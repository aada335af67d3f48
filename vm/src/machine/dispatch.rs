//! Operator entry points: the operations a script performs on values.
//!
//! Every entry point resolves userdata capabilities through the type's
//! capability table and falls back to the builtin behavior (or an
//! `AttemptTo` error) when the table has no entry.

use crate::error::RuntimeError;
use crate::metatable::MetaOp;
use crate::native::Returns;
use memory::Value;
use tracing::trace;

fn first(out: &Returns) -> Value {
    out.first().copied().unwrap_or_default()
}

impl super::vm::VM {
    /// Script `==`.
    pub fn equals(&mut self, a: Value, b: Value) -> Result<bool, RuntimeError> {
        self.enter(&[a, b], &[]);
        if a == b {
            return Ok(true);
        }
        if a.is_userdata() && b.is_userdata() {
            let eq = self
                .metamethod_of(a, MetaOp::Eq)
                .or_else(|| self.metamethod_of(b, MetaOp::Eq));
            if let Some(eq) = eq {
                trace!(op = %MetaOp::Eq, "dispatch");
                let out = self.invoke_native(eq, &[a, b])?;
                return Ok(!first(&out).is_falsey());
            }
        }
        Ok(self.values_equal(a, b))
    }

    /// Script call expression. Returns every value the callee produced.
    pub fn call(&mut self, callee: Value, args: &[Value]) -> Result<Returns, RuntimeError> {
        self.enter(&[callee], args);

        if callee.is_native() {
            let native = callee
                .as_handle()
                .and_then(|h| self.natives.get(h as usize))
                .ok_or_else(|| RuntimeError::DanglingHandle(format!("{:?}", callee)))?;
            if native.arity >= 0 && args.len() != native.arity as usize {
                return Err(RuntimeError::ArityMismatch(format!(
                    "{}() takes exactly {} argument(s), got {}",
                    native.name,
                    native.arity,
                    args.len()
                )));
            }
            trace!(name = %native.name, argc = args.len(), "native call");
            let func = native.func.clone();
            return self.invoke_native(func, args);
        }

        if let Some(thunk) = self.metamethod_of(callee, MetaOp::Call) {
            trace!(op = %MetaOp::Call, "dispatch");
            let mut full = Vec::with_capacity(args.len() + 1);
            full.push(callee);
            full.extend_from_slice(args);
            return self.invoke_native(thunk, &full);
        }

        Err(RuntimeError::attempt("call", self.type_name_of(callee)))
    }

    /// `call`, keeping only the first result.
    pub fn call_first(&mut self, callee: Value, args: &[Value]) -> Result<Value, RuntimeError> {
        self.call(callee, args).map(|out| first(&out))
    }

    /// `obj:name(args...)`
    pub fn call_method(
        &mut self,
        receiver: Value,
        name: &str,
        args: &[Value],
    ) -> Result<Returns, RuntimeError> {
        let method = self.index(receiver, name)?;
        if method.is_nil() {
            return Err(RuntimeError::attempt(
                "call",
                format!("nil (method '{}')", name),
            ));
        }
        let mut full = Vec::with_capacity(args.len() + 1);
        full.push(receiver);
        full.extend_from_slice(args);
        self.call(method, &full)
    }

    /// Script `tostring`.
    pub fn tostring(&mut self, value: Value) -> Result<String, RuntimeError> {
        self.enter(&[value], &[]);
        if !value.is_userdata() {
            return Ok(self.val_to_string(&value));
        }

        if let Some(thunk) = self.metamethod_of(value, MetaOp::ToString) {
            trace!(op = %MetaOp::ToString, "dispatch");
            let out = first(&self.invoke_native(thunk, &[value])?);
            return self.str_of(out).map(str::to_owned).ok_or_else(|| {
                RuntimeError::TypeMismatch("'__tostring' must return a string".into())
            });
        }

        let address = self
            .userdata(value)
            .ok_or_else(|| RuntimeError::DanglingHandle(format!("{:?}", value)))?
            .address();
        Ok(format!("{}: {:#x}", self.type_name_of(value), address))
    }

    /// Script `#`.
    pub fn length(&mut self, value: Value) -> Result<Value, RuntimeError> {
        self.enter(&[value], &[]);
        if let Some(s) = self.str_of(value) {
            return Ok(Value::int(s.len() as i64));
        }
        if value.is_map() {
            if let Some(m) = value.as_handle().and_then(|h| self.heap.get_map(h)) {
                return Ok(Value::int(m.len() as i64));
            }
        }
        if let Some(thunk) = self.metamethod_of(value, MetaOp::Len) {
            trace!(op = %MetaOp::Len, "dispatch");
            return self.invoke_native(thunk, &[value]).map(|out| first(&out));
        }
        Err(RuntimeError::attempt("get length of", self.type_name_of(value)))
    }

    /// Script `pairs`: the (step, state, control) triple of a generic `for`.
    pub fn pairs(&mut self, value: Value) -> Result<(Value, Value, Value), RuntimeError> {
        self.enter(&[value], &[]);
        if value.is_map() {
            return Ok((self.next_native, value, Value::nil()));
        }
        if let Some(thunk) = self.metamethod_of(value, MetaOp::Pairs) {
            trace!(op = %MetaOp::Pairs, "dispatch");
            let out = self.invoke_native(thunk, &[value])?;
            let at = |i: usize| out.get(i).copied().unwrap_or_default();
            return Ok((at(0), at(1), at(2)));
        }
        Err(RuntimeError::attempt("iterate", self.type_name_of(value)))
    }

    /// Table traversal: the entry after `key` (nil starts), or None at the end.
    pub fn next(&mut self, table: Value, key: Value) -> Result<Option<(Value, Value)>, RuntimeError> {
        let map = table
            .as_handle()
            .filter(|_| table.is_map())
            .and_then(|h| self.heap.get_map(h))
            .ok_or_else(|| RuntimeError::attempt("iterate", self.type_name_of(table)))?;

        let entry = if key.is_nil() {
            map.iter().next()
        } else {
            let after = self.str_of(key).ok_or_else(|| {
                RuntimeError::TypeMismatch(format!(
                    "invalid key to 'next': {}",
                    self.type_name_of(key)
                ))
            })?;
            map.range::<str, _>((
                std::ops::Bound::Excluded(after),
                std::ops::Bound::Unbounded,
            ))
            .next()
        };

        match entry.map(|(k, v)| (k.clone(), *v)) {
            Some((k, v)) => Ok(Some((self.alloc_str(&k), v))),
            None => Ok(None),
        }
    }

    /// Drives a generic `for k, v in pairs(value)` loop from Rust.
    /// Returns the number of iterations.
    pub fn for_each_pair<F>(&mut self, value: Value, mut body: F) -> Result<usize, RuntimeError>
    where
        F: FnMut(&mut Self, Value, Value) -> Result<(), RuntimeError>,
    {
        let (step, state, mut control) = self.pairs(value)?;
        let mut count = 0;
        loop {
            let out = self.call(step, &[state, control])?;
            let key = first(&out);
            if key.is_nil() {
                break;
            }
            let item = out.get(1).copied().unwrap_or_default();
            body(self, key, item)?;
            control = key;
            count += 1;
        }
        Ok(count)
    }

    /// Script `obj.key`.
    pub fn index(&mut self, value: Value, key: &str) -> Result<Value, RuntimeError> {
        self.enter(&[value], &[]);
        if value.is_map() {
            return Ok(value
                .as_handle()
                .and_then(|h| self.heap.get_map(h))
                .and_then(|m| m.get(key).copied())
                .unwrap_or_default());
        }

        let type_index = self
            .userdata(value)
            .ok_or_else(|| RuntimeError::attempt("index", self.type_name_of(value)))?
            .type_index;
        if let Some(member) = self.resolve_member(type_index, key) {
            return Ok(member);
        }
        if let Some(hook) = self.metamethod_of(value, MetaOp::Index) {
            trace!(op = %MetaOp::Index, key, "dispatch");
            let key = self.alloc_str(key);
            return self.invoke_native(hook, &[value, key]).map(|out| first(&out));
        }
        Ok(Value::nil())
    }

    /// Raw table store; nil removes the key.
    pub fn set_field(&mut self, table: Value, key: &str, value: Value) -> Result<(), RuntimeError> {
        let map = table
            .as_handle()
            .filter(|_| table.is_map())
            .and_then(|h| self.heap.get_map_mut(h))
            .ok_or_else(|| RuntimeError::attempt("index", table.type_name()))?;
        if value.is_nil() {
            map.remove(key);
        } else {
            map.insert(key.to_string(), value);
        }
        Ok(())
    }
}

_ _ _ _

YOUR OBJECTIVE>
Report all lines of the data above that include the string "address".

TASK OUTPUT>
        let address = self
            .address();
        Ok(format!("{}: {:#x}", self.type_name_of(value), address))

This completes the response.